The next morning my alarm went off at 4 oclock and I got up fully expecting to shower, wash my hair, etc for the three days of sirtiness that was to come. However just as I was going to the bathroom, my phone rang. It was Casey the girl in charge of the homestay asking where I was. Confused I said in my room and she impatiently told me that It was 5:10 and I was late to leave and that they were about to go! My phone had somehow changed the time so that my phone was an hour off! Luckily I had packed most of my bag the night before and so I didn’t have to worry too much about packing but in my panic I could not find my ID card which is necessary to get off the ship. Luckily Mandela and Bryan came to my room and much calmer were able to find it for me. I ran out of my room and apologized profusely for holding the group off. So then I left for my home stay unshowered with oily hair, and having forgotten my deodorant and contact case and solution. However, I was just thankful that I didn’t miss it! We walked out to where we met the vans and prepared to get on when a woman approached us asking if we were from the ship. When we said yes she told us that one of our shipmates was being held in jail for not paying for his taxi. We went to bail him out and it turned out to be my friend James! Our tour guide bailed him out and then we finally got into our vans and set off!

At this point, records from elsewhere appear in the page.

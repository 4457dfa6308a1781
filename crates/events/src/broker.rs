//! Broker client abstraction (mechanics only).
//!
//! A broker carries [`EventEnvelope`]s between the two services over one
//! long-lived logical connection, routed by topic (the routing key).
//!
//! ## Delivery Guarantees
//!
//! - **Durable**: the exchange and every queue survive a broker restart, and
//!   published messages are persistent.
//! - **At-least-once**: a message may be delivered again (consumer crash before
//!   acknowledgment, redelivery after reconnect). Handlers must be idempotent.
//! - **FIFO per queue**: messages for one routing key are consumed in publish
//!   order. There is no ordering across routing keys.
//!
//! Publishing succeeding only means the broker accepted the message. It says
//! nothing about whether the peer has applied it.
//!
//! ## Consumption
//!
//! Each `subscribe` call declares a durable queue named after the routing key
//! (see [`queue_name_for`](crate::queue_name_for)), binds it, and starts one
//! consumer task that processes messages strictly one at a time. A message is
//! acknowledged after the handler returns; on handler failure it is disposed
//! per the broker's [`FailurePolicy`](crate::FailurePolicy) and acknowledged
//! anyway, so a bad message never halts its queue.

use std::sync::Arc;

use async_trait::async_trait;
use serde_json::Value as JsonValue;
use thiserror::Error;

use crate::handler::MessageHandler;

/// Transport-level failure. These surface to the caller and are never swallowed.
#[derive(Debug, Error)]
pub enum BrokerError {
    #[error("broker unreachable at {url}: {reason}")]
    Unreachable { url: String, reason: String },

    #[error("broker connection error: {0}")]
    Connection(String),

    #[error("publish to {routing_key} failed: {reason}")]
    Publish { routing_key: String, reason: String },

    #[error("subscribe to {routing_key} failed: {reason}")]
    Subscribe { routing_key: String, reason: String },

    #[error("serialization error: {0}")]
    Serialization(String),

    #[error("broker client is closed")]
    Closed,
}

/// Broker client contract.
///
/// ## Lifecycle
///
/// - `connect()` is idempotent and is called lazily by `publish` and
///   `subscribe`, so callers never need to order it themselves.
/// - `close()` stops consumer tasks, letting a message that is already being
///   handled finish first, then drops the connection. Calling it on a closed
///   client is a no-op.
///
/// ## Thread Safety
///
/// Implementations are `Send + Sync`; several tasks may publish concurrently.
/// One client is owned by one synchronization service (or by the publishing
/// service layer) and injected by the composition root.
#[async_trait]
pub trait Broker: Send + Sync {
    async fn connect(&self) -> Result<(), BrokerError>;

    /// Wrap `payload` in an envelope stamped with the current UTC time and
    /// publish it persistently under `routing_key`.
    async fn publish(&self, routing_key: &str, payload: JsonValue) -> Result<(), BrokerError>;

    async fn subscribe(
        &self,
        routing_key: &str,
        handler: Arc<dyn MessageHandler>,
    ) -> Result<(), BrokerError>;

    async fn close(&self) -> Result<(), BrokerError>;

    fn is_connected(&self) -> bool;
}

#[async_trait]
impl<B> Broker for Arc<B>
where
    B: Broker + ?Sized,
{
    async fn connect(&self) -> Result<(), BrokerError> {
        (**self).connect().await
    }

    async fn publish(&self, routing_key: &str, payload: JsonValue) -> Result<(), BrokerError> {
        (**self).publish(routing_key, payload).await
    }

    async fn subscribe(
        &self,
        routing_key: &str,
        handler: Arc<dyn MessageHandler>,
    ) -> Result<(), BrokerError> {
        (**self).subscribe(routing_key, handler).await
    }

    async fn close(&self) -> Result<(), BrokerError> {
        (**self).close().await
    }

    fn is_connected(&self) -> bool {
        (**self).is_connected()
    }
}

To give you a bit of background information on why I decided to do this homestay. First while on facebook one day (researching semester at sea instead of studying or doing anything related to being productive last semester) I stumbled upon this website called the Senase project that was started by a group of people from the Fall 2010 voyage of semester at sea. They had done a homestay in Ghana and it had changed their lives. So inspired by the people and wanting to help them out they began a non-profit in honor of the village that they stayed in Senase to help them raise enough money to build schools. The way they had done the homestay was really random. In Accra they had met a guy named Fred who was just beginning a tour agency, after hanging out with him for a while they expressed their desire to get an authentic experience while in Ghana. Because of this he decided to take them to his hometown of Senase. Fred is an amazing person. He is only 20 years old and already runs his own company in hopes of putting his money and labor back into his village so desperately in need of help and funds. When I saw that there was going to be an opportunity to visit this village I jumped on it. Needless to say I was excited to get going and see what my time in Ghana would teach me.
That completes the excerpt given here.